Wednesday, January 30, 2013

You Know You're Lonely...

...when you're shopping for clothes and the salesman who is obviously gay touches your leg in two places to try to explain why the knee of the jean isn't hitting your knee in the right spot (because your legs are way too short), and his hand lingers on your calf muscle and the electricity shoots up from his hand on your leg straight to your empty womb. And then you buy four pairs of pants.



Why I'm even shopping I don't know. This outfit has served me well every day for the past five weeks.


Tuesday, January 29, 2013

Cougarlife.com

I stumbled upon a commercial for a new dating website during an intense TV watching session I had upon reentry to the UNITED STATES. It's called CougarLife.com. Supposedly for young men to date older, more mature women. I resent the fact that all of the women in the profiles featured were younger than me. 32, 34, etc. Cougars? Come on!

A quick search of YouTube did not produce the commercial that I saw, but below you can sample a few that I did find. Are we really going to call these late-twenty-somethings "cougars?"





And the songs! Hilarious! These lyrics crack me up.

"I'm a cougar. She's a cougar. We're all cougars. Men love cougars. Don't you want to date a cougar too? (Date a cougar!) I'm a cougar. She's a cougar. We're all cougars. Men love cougars. Don't you want to date a cougar too? (Date a cougar!) At cougarlife.com (Date a cougar!) at cougarlife.com (Date a cougar!) Don't you wanna date a cougar too?"

There's another one with a different song that goes: "Cougars wanna please. We don't like to tease and were waitin' for you."


Check this one out:




"Boys! It's easy to date a woman like me."





Monday, January 28, 2013

The Red Gates in Kyoto

...or in Japanese: the Fushimi Inari. I was excited to visit this shrine not only to see the thousands of Red Gates, but also because it included a 4k round trip hike to the top of a mountain made up almost entirely of stairs. I was still 47 pounds short of my weight loss goal for the wedding I would be attending as soon as I got back home to Minneapolis, and I figured with this and a bike ride around Kyoto, I should have that covered.

I was told to expect 2.5 hours to make the loop all the way to the top of the mountain and back.
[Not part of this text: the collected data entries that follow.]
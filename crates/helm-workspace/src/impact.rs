// SPDX-License-Identifier: MIT OR Apache-2.0
//! Impact analysis: what would shipping this diff affect?
//!
//! Pure analysis over a [`WorkspaceDiff`]: it never promotes. The bounded
//! risk rubric scores skills affected, permission changes, prompt-size
//! delta, deletions, and draft-state exposure; the report carries
//! human-oriented recommendations for the release manager.

use crate::versioning::{FileStatus, WorkspaceDiff};
use crate::loader::files;
use serde::Serialize;
use std::collections::BTreeSet;
use std::path::{Path, PathBuf};

/// A registered skill, as seen by the analyzer.
#[derive(Debug, Clone, PartialEq, Eq)]
pub struct SkillRef {
    /// Skill name.
    pub name: String,
    /// Lifecycle state (`draft`, `tested`, `approved`, `active`, `deprecated`).
    pub state: String,
}

/// Analyzer input.
#[derive(Debug, Clone)]
pub struct ImpactInput<'a> {
    /// The diff under consideration.
    pub diff: &'a WorkspaceDiff,
    /// Every registered skill of the workspace.
    pub registered_skills: Vec<SkillRef>,
    /// Count of tool-permission changes detected in the changed manifests
    /// (computed by the skill registry; this analyzer treats it as a score
    /// input).
    pub permission_changes: u32,
}

/// Changed files, bucketed.
#[derive(Debug, Clone, Default, Serialize)]
pub struct FileBuckets {
    /// Added paths.
    pub added: Vec<PathBuf>,
    /// Modified paths.
    pub modified: Vec<PathBuf>,
    /// Deleted paths.
    pub deleted: Vec<PathBuf>,
}

/// Risk classification from the bounded rubric.
#[derive(Debug, Clone, Copy, PartialEq, Eq, Serialize)]
#[serde(rename_all = "snake_case")]
pub enum RiskLevel {
    /// Score below 2.
    Low,
    /// Score in `[2, 5)`.
    Medium,
    /// Score 5 or above.
    High,
}

impl RiskLevel {
    fn from_score(score: u32) -> Self {
        if score >= 5 {
            Self::High
        } else if score >= 2 {
            Self::Medium
        } else {
            Self::Low
        }
    }
}

/// Structured impact report.
#[derive(Debug, Clone, Serialize)]
pub struct ImpactReport {
    /// Changed files by bucket.
    pub files: FileBuckets,
    /// Skills whose own manifest/body changed.
    pub affected_skills: Vec<String>,
    /// Whether a core file change fans out to every registered skill.
    pub all_skills_dependency_changed: bool,
    /// Estimated prompt-size delta in bytes (new − old, summed).
    pub prompt_size_delta: i64,
    /// Prompt-size delta as a percentage of the old size.
    pub prompt_size_delta_pct: f64,
    /// Rubric score.
    pub risk_score: u32,
    /// Classified risk.
    pub risk_level: RiskLevel,
    /// Human-oriented recommendations.
    pub recommendations: Vec<String>,
}

/// Core files whose change affects every skill's behavior.
const CORE_FILES: &[&str] = &[
    files::OPERATING_RULES,
    files::DEFAULT_PERSONA,
    files::IDENTITY,
    files::MEMORY,
];

/// Analyze a workspace diff. Pure; does not promote or mutate.
#[must_use]
pub fn analyze_impact(input: &ImpactInput<'_>) -> ImpactReport {
    let mut buckets = FileBuckets::default();
    let mut old_total: u64 = 0;
    let mut new_total: u64 = 0;

    for change in &input.diff.changes {
        old_total += change.old_size.unwrap_or(0);
        new_total += change.new_size.unwrap_or(0);
        match change.status {
            FileStatus::Added => buckets.added.push(change.path.clone()),
            FileStatus::Modified => buckets.modified.push(change.path.clone()),
            FileStatus::Deleted => buckets.deleted.push(change.path.clone()),
            FileStatus::Unchanged => {}
        }
    }

    // Skills directly touched by the diff: skills/<name>/... paths.
    let mut affected: BTreeSet<String> = BTreeSet::new();
    for path in buckets
        .added
        .iter()
        .chain(buckets.modified.iter())
        .chain(buckets.deleted.iter())
    {
        if let Some(name) = skill_name_of(path) {
            affected.insert(name);
        }
    }

    // Core-file changes count as a dependency change for every skill.
    let core_changed = buckets
        .modified
        .iter()
        .chain(buckets.deleted.iter())
        .any(|p| CORE_FILES.iter().any(|core| Path::new(core) == p));

    let prompt_size_delta = new_total as i64 - old_total as i64;
    let prompt_size_delta_pct = if old_total > 0 {
        prompt_size_delta as f64 / old_total as f64 * 100.0
    } else if new_total > 0 {
        100.0
    } else {
        0.0
    };

    let skills_in_scope: usize = if core_changed {
        input.registered_skills.len()
    } else {
        affected.len()
    };
    let draft_affected = input
        .registered_skills
        .iter()
        .any(|s| s.state == "draft" && (core_changed || affected.contains(&s.name)));

    // Bounded rubric: each factor contributes a capped share.
    let mut score = 0u32;
    score += (skills_in_scope as u32).min(3);
    score += input.permission_changes.min(2) * 2;
    if prompt_size_delta_pct.abs() > 20.0 {
        score += 1;
    }
    if !buckets.deleted.is_empty() {
        score += 2;
    }
    if draft_affected {
        score += 2;
    }

    let mut recommendations = Vec::new();
    if core_changed {
        recommendations
            .push("Core bootstrap files changed; re-test every active skill before promoting.".to_string());
    }
    if !buckets.deleted.is_empty() {
        recommendations.push(format!(
            "{} file(s) deleted; confirm nothing references them.",
            buckets.deleted.len()
        ));
    }
    if input.permission_changes > 0 {
        recommendations.push(
            "Tool permissions changed; review the affected skills' permission lists.".to_string(),
        );
    }
    if prompt_size_delta_pct > 20.0 {
        recommendations.push(format!(
            "Prompt size grows by {prompt_size_delta_pct:.0}%; watch token budgets."
        ));
    }
    if draft_affected {
        recommendations
            .push("Draft-state skills are affected; promote or remove them first.".to_string());
    }
    if recommendations.is_empty() {
        recommendations.push("Change looks routine; standard promotion applies.".to_string());
    }

    ImpactReport {
        files: buckets,
        affected_skills: affected.into_iter().collect(),
        all_skills_dependency_changed: core_changed,
        prompt_size_delta,
        prompt_size_delta_pct,
        risk_score: score,
        risk_level: RiskLevel::from_score(score),
        recommendations,
    }
}

/// Extract the skill name from a `skills/<name>/...` or `skills/<name>.<ext>`
/// path.
fn skill_name_of(path: &Path) -> Option<String> {
    let mut components = path.components();
    let first = components.next()?.as_os_str().to_string_lossy();
    if first != files::SKILLS_DIR {
        return None;
    }
    let second = components.next()?.as_os_str().to_string_lossy().to_string();
    Some(match second.rsplit_once('.') {
        Some((stem, _ext)) if components.next().is_none() => stem.to_string(),
        _ => second,
    })
}

#[cfg(test)]
mod tests {
    use super::*;
    use crate::versioning::FileChange;

    fn change(path: &str, status: FileStatus, old: Option<u64>, new: Option<u64>) -> FileChange {
        FileChange {
            path: PathBuf::from(path),
            status,
            old_size: old,
            new_size: new,
        }
    }

    fn skills(list: &[(&str, &str)]) -> Vec<SkillRef> {
        list.iter()
            .map(|(name, state)| SkillRef {
                name: (*name).to_string(),
                state: (*state).to_string(),
            })
            .collect()
    }

    #[test]
    fn empty_diff_is_low_risk() {
        let diff = WorkspaceDiff::default();
        let report = analyze_impact(&ImpactInput {
            diff: &diff,
            registered_skills: skills(&[("triage", "active")]),
            permission_changes: 0,
        });
        assert_eq!(report.risk_level, RiskLevel::Low);
        assert_eq!(report.risk_score, 0);
        assert!(report.affected_skills.is_empty());
    }

    #[test]
    fn skill_file_change_names_the_skill() {
        let diff = WorkspaceDiff {
            changes: vec![change(
                "skills/triage/SKILL.md",
                FileStatus::Modified,
                Some(100),
                Some(120),
            )],
        };
        let report = analyze_impact(&ImpactInput {
            diff: &diff,
            registered_skills: skills(&[("triage", "active"), ("summarize", "active")]),
            permission_changes: 0,
        });
        assert_eq!(report.affected_skills, vec!["triage".to_string()]);
        assert!(!report.all_skills_dependency_changed);
    }

    #[test]
    fn flat_skill_file_also_matches() {
        assert_eq!(
            skill_name_of(Path::new("skills/triage.md")),
            Some("triage".to_string())
        );
        assert_eq!(
            skill_name_of(Path::new("skills/triage/SKILL.md")),
            Some("triage".to_string())
        );
        assert_eq!(skill_name_of(Path::new("AGENTS.md")), None);
    }

    #[test]
    fn core_change_fans_out_to_all_skills() {
        let diff = WorkspaceDiff {
            changes: vec![change("AGENTS.md", FileStatus::Modified, Some(50), Some(60))],
        };
        let report = analyze_impact(&ImpactInput {
            diff: &diff,
            registered_skills: skills(&[("a", "active"), ("b", "active"), ("c", "active"), ("d", "active")]),
            permission_changes: 0,
        });
        assert!(report.all_skills_dependency_changed);
        // 4 skills in scope, capped at 3 points.
        assert_eq!(report.risk_score, 3);
        assert_eq!(report.risk_level, RiskLevel::Medium);
    }

    #[test]
    fn deletions_and_permissions_raise_risk_to_high() {
        let diff = WorkspaceDiff {
            changes: vec![
                change("skills/triage/SKILL.md", FileStatus::Modified, Some(100), Some(110)),
                change("TOOLS.md", FileStatus::Deleted, Some(40), None),
            ],
        };
        let report = analyze_impact(&ImpactInput {
            diff: &diff,
            registered_skills: skills(&[("triage", "active")]),
            permission_changes: 1,
        });
        // 1 skill + 2 (permissions) + 2 (deletion) = 5
        assert_eq!(report.risk_score, 5);
        assert_eq!(report.risk_level, RiskLevel::High);
        assert!(report
            .recommendations
            .iter()
            .any(|r| r.contains("permission")));
    }

    #[test]
    fn draft_exposure_scores() {
        let diff = WorkspaceDiff {
            changes: vec![change(
                "skills/newbie/SKILL.md",
                FileStatus::Modified,
                Some(10),
                Some(12),
            )],
        };
        let report = analyze_impact(&ImpactInput {
            diff: &diff,
            registered_skills: skills(&[("newbie", "draft")]),
            permission_changes: 0,
        });
        // 1 skill + 2 draft = 3
        assert_eq!(report.risk_score, 3);
        assert!(report.recommendations.iter().any(|r| r.contains("Draft")));
    }

    #[test]
    fn large_prompt_growth_is_flagged() {
        let diff = WorkspaceDiff {
            changes: vec![change("SOUL.md", FileStatus::Modified, Some(100), Some(200))],
        };
        let report = analyze_impact(&ImpactInput {
            diff: &diff,
            registered_skills: vec![],
            permission_changes: 0,
        });
        assert!(report.prompt_size_delta_pct > 20.0);
        assert!(report.recommendations.iter().any(|r| r.contains("Prompt size")));
    }
}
But I didn't have that much time so I moved quickly. Much like most responsible Everest Summit groups before me (which I learned by recently reading Into Thin Air by John Krakauer), I established a drop dead turn around point. If I hadn't made it to the top by a certain time, I would have to start my descent, no matter how close I was to my goal. Fortunately, I made it to the top with time to spare. On my way back I came across many tired tourists on their way up as I ran, ran, ran down the mountain.

With a renewed surge of energy, I would taunt them (never even knowing if they spoke English) with such heckles as "What's the matter? No energy?" or "Tired already?" As I Sally-O'Malley-one-two punched the air next to them! and then kicked!


One kid laughed and laughed and then said, "you look hung-a-ree!"


A few photos:



Spectacular views of the city are not done justice with this photo.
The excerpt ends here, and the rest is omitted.